My Blog List

Tuesday 11 September 2007

The Doorway to The Abyss...

Exceeding Expectations? How to do the Absolute Opposite – and where will it take Virgin Media?

Virgin Media customer loss continues in Q2
Published: Wednesday 8 August 2007 ; TelecomPaper


“UK cable operator Virgin Media reported a continued loss of customers in the second quarter, reducing its total by 70,300 to 4.7 million. The company estimates it lost some 40,000 customers in the period due to Sky removing its channels from the Virgin platform in March. Average revenue per user also fell, to GBP 42.16 from GBP 42.75 in Q1, hurt by lower telephony use and more retention discounts. Growth in broadband subscribers slowed from the previous quarter to 45,800 net additions, while both the mobile and fixed telephony activities showed declines in customer numbers.”

And before that both its predecessors, NTL and NTL Telewest also reported massive customer losses – and even more spectacular financial losses, totalling billions eventually. They have had a lot of practice at losing customers (on one occasion the then Chief Executive reported that they “expected to lose lower value customers”).


“NTL, the cable group that merged with Sir Richard Branson’s Virgin Mobile to form Virgin Media, was twice targeted by private equity players. The merger was supposed to transform the group, which was plagued by a reputation for poor customer service, into a major media and communications player.” May 10, 2007; The Times.

Virgin Media now claim that they are losing customers because of their falling out with Sky. It is just another excuse – they are losing customers because they are treating them with arrogant contempt – because, and their history proves it, it is the only thing that they know how to do.

I have just switched from Virgin Media after 7 months of progressively deteriorating broadband performance and experiencing the same sorts of dispiriting, cynically money grubbing, contemptuous and economical-with-the-reality service transactions that you can find for yourself if you Google “ Virgin Media Service”. As a final inconvenience, I will now lose my personal email address for the last 10 years – “we don’t do that (let you remain on a different deal) anymore”.

What a “perfect result” for Virgin Media – they really have got rid of a “low value” customer - it is difficult to imagine what else in Customer Retention they could have done worse.

Now Sky have gained a high value customer – Virgin Media have scored a total own goal.

What we say from a Competitive Strength point of view is:-

This experience was full of illustrations that typify what happens when a business becomes CONSTRAINED.

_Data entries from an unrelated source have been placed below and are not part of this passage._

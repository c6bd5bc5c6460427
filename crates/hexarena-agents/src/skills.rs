//! Class skills: activation, cooldowns, and per-epoch effects.
//!
//! A skill can be activated only when its cooldown is zero. It is in
//! effect for the epoch it is activated in; the end-of-epoch tick clears
//! the active flag and counts the cooldown down.

use hexarena_types::{SkillKind, SkillState};

/// Epochs a skill stays unavailable after use.
pub const SKILL_COOLDOWN_EPOCHS: u32 = 5;

/// Share of the target's HP drained by [`SkillKind::Siphon`], in percent.
pub const SIPHON_PERCENT: u32 = 10;

/// Whether the skill can be activated now.
pub const fn is_ready(state: &SkillState) -> bool {
    state.cooldown_remaining == 0 && !state.active
}

/// Activate the skill if ready. Returns whether it activated.
pub const fn try_activate(state: &mut SkillState, cooldown: u32) -> bool {
    if !is_ready(state) {
        return false;
    }
    state.active = true;
    state.cooldown_remaining = cooldown;
    true
}

/// End-of-epoch bookkeeping: deactivate and count the cooldown down.
///
/// A skill activated this epoch keeps its full cooldown through this tick,
/// so it stays unavailable for the `cooldown` epochs after the activation
/// epoch and is ready again in the one after that.
pub const fn tick_skill(state: &mut SkillState) {
    if state.active {
        state.active = false;
    } else {
        state.cooldown_remaining = state.cooldown_remaining.saturating_sub(1);
    }
}

/// HP drained from a target by a siphon.
pub const fn siphon_amount(target_hp: u32) -> u32 {
    target_hp.saturating_mul(SIPHON_PERCENT) / 100
}

/// The resolution modifiers granted by an agent's active skill this epoch.
#[allow(clippy::struct_excessive_bools)]
#[derive(Debug, Clone, Copy, Default, PartialEq, Eq)]
pub struct SkillEffects {
    /// Attack stake doubled.
    pub double_attack_stake: bool,
    /// Prediction resolves as a win.
    pub force_prediction_win: bool,
    /// No HP loss from predictions or combat.
    pub loss_immunity: bool,
    /// Prediction stake doubled.
    pub double_prediction_stake: bool,
}

impl SkillEffects {
    /// Effects of a skill state, empty unless the skill is active.
    pub const fn of(state: &SkillState) -> Self {
        let mut effects = Self {
            double_attack_stake: false,
            force_prediction_win: false,
            loss_immunity: false,
            double_prediction_stake: false,
        };
        if !state.active {
            return effects;
        }
        match state.kind {
            SkillKind::Berserk => effects.double_attack_stake = true,
            SkillKind::InsiderInfo => effects.force_prediction_win = true,
            SkillKind::Fortify => effects.loss_immunity = true,
            SkillKind::AllIn => effects.double_prediction_stake = true,
            SkillKind::Siphon => {}
        }
        effects
    }
}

  • You make counting pennies more important than Customer Satisfaction.
  • Your performance standards slide, and keep falling.
  • You expect your customers to do your Quality Management for you
    and in this case, even to pay you through the nose to do so!
  • You seek to evade accountability as your basic response.
  • You stop being honest with your customers.
  • You deny initiative and responsibility to your customer facing staff
  • You isolate your Customer Complaints department from customers (of course, why doesn’t everybody else do that?)
  • You “lose” key Directors with a proven track record in Good Customer Service
    and
  • You play repeated claims about your Amazing Customer Service to your customers while they wait more than 20 minutes for you to reply to their call!!!!!!
    You could not make this last item up – it beggars belief – it happened!

Based on this experience, Virgin Media as a business appears to be in the CONSTRAINED condition of Competitive Strength and that means that it is approaching The Abyss – and there will lie failure, again.

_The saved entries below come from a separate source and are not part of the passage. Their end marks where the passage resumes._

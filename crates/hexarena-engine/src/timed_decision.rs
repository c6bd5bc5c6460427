//! Deadline wrapper around a [`DecisionSource`].
//!
//! A decision that does not arrive within the configured timeout becomes
//! a [`DecisionError::Timeout`], which the orchestrator turns into a
//! passive fallback for that agent only.

use std::time::Duration;

use futures::future::{BoxFuture, FutureExt as _};
use hexarena_agents::ArenaView;
use hexarena_core::decision::{DecisionError, DecisionSource};
use hexarena_types::AgentActions;

/// Applies a per-agent deadline to an inner decision source.
pub struct TimeoutDecisionSource<D> {
    inner: D,
    timeout: Duration,
}

impl<D: DecisionSource> TimeoutDecisionSource<D> {
    /// Wrap `inner` with a deadline of `timeout`.
    pub const fn new(inner: D, timeout: Duration) -> Self {
        Self { inner, timeout }
    }
}

impl<D: DecisionSource> DecisionSource for TimeoutDecisionSource<D> {
    fn decide(&self, view: ArenaView) -> BoxFuture<'_, Result<AgentActions, DecisionError>> {
        let agent_id = view.me.id;
        let deadline_ms = u64::try_from(self.timeout.as_millis()).unwrap_or(u64::MAX);
        let pending = self.inner.decide(view);
        async move {
            tokio::time::timeout(self.timeout, pending)
                .await
                .unwrap_or(Err(DecisionError::Timeout {
                    agent_id,
                    deadline_ms,
                }))
        }
        .boxed()
    }
}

  • This means that its shareholders, employees, suppliers and customers all face the possibility of serious disappointment in the foreseeable future - again.
  • This means that Sir Richard Branson’s promise that everything would be to the “Virgin” standard by the time it was in use has proved worthless – and that diminishes both him and the brand.

We say, please look at the Competitive Strength web site. Please see the frightening difference in both financial strength and business resilience there is between the Constrained and the Excellent. Please see just how deeply temporary and precarious is the position of the Constrained business.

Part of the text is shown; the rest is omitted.